What do you do with actual issues? [Re: Arose Chaos]
    #24171316 - 03/18/17 12:00 AM (6 years, 10 months ago)

This is absolutely completely someone not appreciating things because of snapchat this made me feel better about myself and that's not what I expected I thought this would be about drug overdose or some crazy story I'm going to be blunt this really pissed me off like I'm getting high as fuck to forget I read this, if this is upset what are you going to do when an actual obstacle comes your way. I'm only hoping you either stop letting lack of appreciation and awareness over what you have or you will probably hate life because people caring and having money you earned is a gigantic issue, I won't say I'm not wishing I was in your position just the only thing seems to be you getting upset. A have income B you are doing well with DMT weed is not unreasonable priced nor do you need t break it's in no real way going to harm you long term. What do you even plan on doing when life is not being very stable for you get upset more? People die, relationships, cheating, car accident, loss of job so much more. I handle shit with heroin and my issue is living in worst time of my life my self caused issue. If snapchat was bothering me I'd probably sell my phone over that alone I have one friend and one alone on my list. I'm pissed off I likely cannot be in your shoes and it's upsetting to you.

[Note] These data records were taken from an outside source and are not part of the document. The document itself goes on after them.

pub mod gitlab;

#[cfg(test)]
pub mod mock;

use async_trait::async_trait;
use tracing::info;

use crate::error::GatewayError;
use crate::model::remote::{
    IssuePayload, Member, Milestone, NoOp, Note, NotePayload, Project, RemoteIssue, StateEvent,
    Written,
};

/// Page size for every listing request.
pub const PAGE_SIZE: usize = 100;

pub type GatewayResult<T> = std::result::Result<T, GatewayError>;

/// The only path to the GitLab API.
///
/// Listing methods take a zero-based page index. Write methods take the
/// identity to act as (`sudo`) per call, so concurrent requests never share
/// delegation state.
#[async_trait]
pub trait Gateway: Send + Sync {
    async fn list_projects(&self, search: &str, page: u32) -> GatewayResult<Vec<Project>>;
    async fn list_members(&self, project_id: u64, page: u32) -> GatewayResult<Vec<Member>>;
    async fn list_milestones(&self, project_id: u64, page: u32) -> GatewayResult<Vec<Milestone>>;
    async fn list_issues(&self, project_id: u64, page: u32) -> GatewayResult<Vec<RemoteIssue>>;
    async fn list_notes(&self, project_id: u64, iid: u64, page: u32) -> GatewayResult<Vec<Note>>;

    async fn create_issue(
        &self,
        project_id: u64,
        payload: &IssuePayload,
        sudo: Option<&str>,
    ) -> GatewayResult<Written<RemoteIssue>>;
    async fn update_issue(
        &self,
        project_id: u64,
        payload: &IssuePayload,
        state: StateEvent,
    ) -> GatewayResult<Written<RemoteIssue>>;
    async fn close_issue(&self, project_id: u64, iid: u64) -> GatewayResult<Written<RemoteIssue>>;
    async fn delete_note(
        &self,
        project_id: u64,
        iid: u64,
        note_id: u64,
    ) -> GatewayResult<Written<()>>;
    async fn create_note(
        &self,
        project_id: u64,
        iid: u64,
        note: &NotePayload,
        sudo: Option<&str>,
    ) -> GatewayResult<Written<Note>>;
}

/// Forwards reads to the wrapped gateway and acknowledges writes without
/// sending them.
pub struct DryRun<G> {
    inner: G,
}

impl<G: Gateway> DryRun<G> {
    pub fn new(inner: G) -> Self {
        Self { inner }
    }

    fn skip<T>(action: &str, target: String) -> GatewayResult<Written<T>> {
        let ack = NoOp {
            action: action.to_string(),
            target,
        };
        info!(action = %ack.action, target = %ack.target, "dry run: skipped write");
        Ok(Written::Skipped(ack))
    }
}

#[async_trait]
impl<G: Gateway> Gateway for DryRun<G> {
    async fn list_projects(&self, search: &str, page: u32) -> GatewayResult<Vec<Project>> {
        self.inner.list_projects(search, page).await
    }

    async fn list_members(&self, project_id: u64, page: u32) -> GatewayResult<Vec<Member>> {
        self.inner.list_members(project_id, page).await
    }

    async fn list_milestones(&self, project_id: u64, page: u32) -> GatewayResult<Vec<Milestone>> {
        self.inner.list_milestones(project_id, page).await
    }

    async fn list_issues(&self, project_id: u64, page: u32) -> GatewayResult<Vec<RemoteIssue>> {
        self.inner.list_issues(project_id, page).await
    }

    async fn list_notes(&self, project_id: u64, iid: u64, page: u32) -> GatewayResult<Vec<Note>> {
        self.inner.list_notes(project_id, iid, page).await
    }

    async fn create_issue(
        &self,
        project_id: u64,
        payload: &IssuePayload,
        _sudo: Option<&str>,
    ) -> GatewayResult<Written<RemoteIssue>> {
        Self::skip("create_issue", format!("{project_id}#{}", payload.iid))
    }

    async fn update_issue(
        &self,
        project_id: u64,
        payload: &IssuePayload,
        state: StateEvent,
    ) -> GatewayResult<Written<RemoteIssue>> {
        let action = match state {
            StateEvent::Close => "update_issue(close)",
            StateEvent::Reopen => "update_issue(reopen)",
        };
        Self::skip(action, format!("{project_id}#{}", payload.iid))
    }

    async fn close_issue(&self, project_id: u64, iid: u64) -> GatewayResult<Written<RemoteIssue>> {
        Self::skip("close_issue", format!("{project_id}#{iid}"))
    }

    async fn delete_note(
        &self,
        project_id: u64,
        iid: u64,
        note_id: u64,
    ) -> GatewayResult<Written<()>> {
        Self::skip("delete_note", format!("{project_id}#{iid}/notes/{note_id}"))
    }

    async fn create_note(
        &self,
        project_id: u64,
        iid: u64,
        _note: &NotePayload,
        _sudo: Option<&str>,
    ) -> GatewayResult<Written<Note>> {
        Self::skip("create_note", format!("{project_id}#{iid}"))
    }
}

#[cfg(test)]
mod tests;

You are worried your parents are spying on you, you have fucking loving parents? I have no idea how lsd and dmt use is involved and you're still caught up in materialistic or issues that just aren't issues. My general reason for not trying to commit suicide again I was fucked up instead of dead trying benzos for putting me out put me on that bed fucking mindnumb, that turned into I want a good ending so no drugs are too toxic or addictive and taking excessive amounts of shit just to pack it in and cut a big chunk off lifespan. I really hope there is something you're leaving out because you are doing well. If you can't get something more out of DMT LSD it's no wonder you tried to kill yourself. I haven't paid for drugs with my money since 2016 last couple months of it. If by some chance I got sober and had a job smoking weed doing DMT and LSD and got upset over snapchat I would kill myself that's just incomprehensible. Drugs aside we both live at home and we're same age. Every time I've said I was suicidal after 14 was  was lying as to the behavior changes and withdrawing from life. At worst taking some drugs will make you suicidal when they wear off sleep takes care of it.
If you swear you can't die, than you really from my experience with suicidal thoughts have something holding you back. If you were suicidal you would sigh and figure out what went wrong and try again.